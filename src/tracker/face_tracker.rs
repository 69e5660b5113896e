//! Frame-to-frame face tracker with greedy association and dead-zone smoothing.

use log::{debug, trace};

use crate::tracker::face_box::FaceBox;
use crate::tracker::matching::{self, AssignmentResult};
use crate::tracker::smoothing::SmoothingParams;
use crate::{Error, Result};

/// Configuration for the FaceTracker.
#[derive(Debug, Clone, Copy, PartialEq)]
pub struct TrackerConfig {
    /// Center-to-center distance, in pixels, below which a detection may
    /// claim a previous box.
    pub match_max_distance: f32,
    /// EMA and dead-zone applied to matched boxes.
    pub smoothing: SmoothingParams,
}

impl Default for TrackerConfig {
    fn default() -> Self {
        Self {
            match_max_distance: 150.0,
            smoothing: SmoothingParams::default(),
        }
    }
}

impl TrackerConfig {
    /// Check the match gate and the smoothing parameters.
    pub fn validate(&self) -> Result<()> {
        if self.match_max_distance.is_nan() || self.match_max_distance <= 0.0 {
            return Err(Error::Config(format!(
                "match_max_distance must be positive, got {}",
                self.match_max_distance
            )));
        }
        self.smoothing.validate()
    }
}

/// Keeps the previous frame's smoothed boxes and stabilizes new detections
/// against them.
///
/// Nothing survives a frame without detections, and no identity is stored:
/// a face that vanishes for one frame comes back as a fresh, unsmoothed box.
#[derive(Debug, Clone, Default)]
pub struct FaceTracker {
    previous: Vec<FaceBox>,
    config: TrackerConfig,
    frame_id: u64,
}

impl FaceTracker {
    /// Create an empty tracker with the given config.
    pub fn new(config: TrackerConfig) -> Self {
        Self {
            previous: Vec::new(),
            config,
            frame_id: 0,
        }
    }

    /// Build a tracker after validating `config`.
    pub fn try_new(config: TrackerConfig) -> Result<Self> {
        config.validate()?;
        Ok(Self::new(config))
    }

    /// Associate `detections` with the previous frame's boxes and return
    /// one smoothed box per detection, in input order.
    ///
    /// An empty input drops every track.
    pub fn update(&mut self, detections: Vec<FaceBox>) -> Vec<FaceBox> {
        self.frame_id += 1;

        if detections.is_empty() {
            if !self.previous.is_empty() {
                debug!(
                    "frame {}: no detections, dropping {} tracks",
                    self.frame_id,
                    self.previous.len()
                );
            }
            self.previous.clear();
            return Vec::new();
        }

        let dists = matching::center_distance(&detections, &self.previous);
        let AssignmentResult {
            matches,
            unmatched_detections,
            unmatched_previous,
        } = matching::greedy_assignment(&dists, self.config.match_max_distance);

        trace!(
            "frame {}: {} matched, {} new, {} dropped",
            self.frame_id,
            matches.len(),
            unmatched_detections.len(),
            unmatched_previous.len()
        );

        // Unmatched detections pass through unchanged.
        let mut smoothed = detections.clone();
        for (idet, iprev) in matches {
            smoothed[idet] = self
                .config
                .smoothing
                .smooth_box(&self.previous[iprev], &detections[idet]);
        }

        self.previous = smoothed.clone();
        smoothed
    }

    /// Boxes emitted by the last `update`.
    pub fn previous(&self) -> &[FaceBox] {
        &self.previous
    }

    /// Forget all boxes.
    pub fn reset(&mut self) {
        self.previous.clear();
    }

    /// Get the tracker configuration.
    pub fn config(&self) -> &TrackerConfig {
        &self.config
    }

    /// Number of `update` calls so far.
    pub fn frame_id(&self) -> u64 {
        self.frame_id
    }
}

#[cfg(test)]
mod tests {
    use super::*;

    #[test]
    fn test_first_frame_passthrough() {
        let mut tracker = FaceTracker::default();
        let dets = vec![FaceBox::new(10, 20, 50, 60), FaceBox::new(300, 40, 70, 70)];
        assert_eq!(tracker.update(dets.clone()), dets);
        assert_eq!(tracker.previous(), dets.as_slice());
    }

    #[test]
    fn test_matched_box_is_smoothed() {
        let mut tracker = FaceTracker::default();
        tracker.update(vec![FaceBox::new(100, 100, 80, 80)]);

        let out = tracker.update(vec![FaceBox::new(120, 100, 80, 90)]);
        // x: 100 + 0.2 * 20 = 104, y and w unchanged, h: 80 + 0.2 * 10 = 82
        assert_eq!(out, vec![FaceBox::new(104, 100, 80, 82)]);
        assert_eq!(tracker.previous(), out.as_slice());
    }

    #[test]
    fn test_smoothing_chains_from_smoothed_box() {
        let mut tracker = FaceTracker::default();
        tracker.update(vec![FaceBox::new(0, 0, 100, 100)]);
        tracker.update(vec![FaceBox::new(50, 0, 100, 100)]);
        // Previous x is now 10, not 50: 10 + 0.2 * 40 = 18
        let out = tracker.update(vec![FaceBox::new(50, 0, 100, 100)]);
        assert_eq!(out[0].x, 18);
    }

    #[test]
    fn test_empty_frame_clears_state() {
        let mut tracker = FaceTracker::default();
        tracker.update(vec![FaceBox::new(100, 100, 80, 80)]);
        assert!(tracker.update(vec![]).is_empty());
        assert!(tracker.previous().is_empty());

        // The face comes back unsmoothed
        let back = FaceBox::new(120, 100, 80, 80);
        assert_eq!(tracker.update(vec![back]), vec![back]);
    }

    #[test]
    fn test_unmatched_previous_boxes_are_dropped() {
        let mut tracker = FaceTracker::default();
        tracker.update(vec![FaceBox::new(0, 0, 10, 10), FaceBox::new(500, 500, 10, 10)]);
        let out = tracker.update(vec![FaceBox::new(5, 0, 10, 10)]);
        assert_eq!(out.len(), 1);
        assert_eq!(tracker.previous().len(), 1);
    }

    #[test]
    fn test_reset() {
        let mut tracker = FaceTracker::default();
        tracker.update(vec![FaceBox::new(0, 0, 10, 10)]);
        tracker.reset();
        assert!(tracker.previous().is_empty());
        assert_eq!(tracker.frame_id(), 1);
    }

    #[test]
    fn test_config_validation() {
        assert!(FaceTracker::try_new(TrackerConfig::default()).is_ok());

        let bad = TrackerConfig {
            match_max_distance: 0.0,
            ..TrackerConfig::default()
        };
        assert!(FaceTracker::try_new(bad).is_err());

        let bad = TrackerConfig {
            smoothing: SmoothingParams::new(2.0, 2),
            ..TrackerConfig::default()
        };
        assert!(bad.validate().is_err());
    }
}
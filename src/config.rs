// nettick - Tick-driven TCP application host over a pluggable wire protocol
// Copyright (C) 2026  nettick contributors
//
// This program is free software: you can redistribute it and/or modify
// it under the terms of the GNU General Public License as published by
// the Free Software Foundation, either version 3 of the License, or
// (at your option) any later version.
//
// This program is distributed in the hope that it will be useful,
// but WITHOUT ANY WARRANTY; without even the implied warranty of
// MERCHANTABILITY or FITNESS FOR A PARTICULAR PURPOSE.  See the
// GNU General Public License for more details.
//
// You should have received a copy of the GNU General Public License
// along with this program.  If not, see <https://www.gnu.org/licenses/>.

use serde::Deserialize;

use crate::error::{HostError, HostResult};

#[derive(Deserialize, Debug)]
pub struct Config {
    #[serde(rename(deserialize = "General"))]
    pub general: General,

    #[serde(rename(deserialize = "Pools"))]
    #[serde(default)]
    pub pools: Pools,
}

#[derive(Deserialize, Debug)]
pub struct General {
    pub bind_address: String,

    /// OS-level accept backlog hint passed through to the listener.
    #[serde(default = "default_backlog")]
    pub backlog: u32,

    /// Seconds a peer may stay idle (no inbound frame) before the host
    /// times it out.
    #[serde(default = "default_peer_grace_period_secs")]
    pub peer_grace_period_secs: u64,
}

/// Pre-warm sizes for the request/response/notification pools, so the
/// first handful of ticks under load don't pay allocation cost. All
/// optional; an omitted or zero value just means "grow on demand".
#[derive(Deserialize, Debug, Default)]
pub struct Pools {
    #[serde(default)]
    pub requests: usize,

    #[serde(default)]
    pub responses: usize,

    #[serde(default)]
    pub notifications: usize,
}

fn default_backlog() -> u32 {
    1024
}

fn default_peer_grace_period_secs() -> u64 {
    60
}

impl Config {
    pub fn load(path: &str) -> HostResult<Self> {
        let contents = std::fs::read(path).map_err(HostError::Io)?;
        toml::from_slice(&contents).map_err(|e| HostError::Config(e.to_string()))
    }
}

• [Exercise instructions]
Restate the tail of the listing word for word, beginning at the line containing "optional; an omitted".

• [Task result]
/// optional; an omitted or zero value just means "grow on demand".
#[derive(Deserialize, Debug, Default)]
pub struct Pools {
    #[serde(default)]
    pub requests: usize,

    #[serde(default)]
    pub responses: usize,

    #[serde(default)]
    pub notifications: usize,
}

fn default_backlog() -> u32 {
    1024
}

fn default_peer_grace_period_secs() -> u64 {
    60
}

impl Config {
    pub fn load(path: &str) -> HostResult<Self> {
        let contents = std::fs::read(path).map_err(HostError::Io)?;
        toml::from_slice(&contents).map_err(|e| HostError::Config(e.to_string()))
    }
}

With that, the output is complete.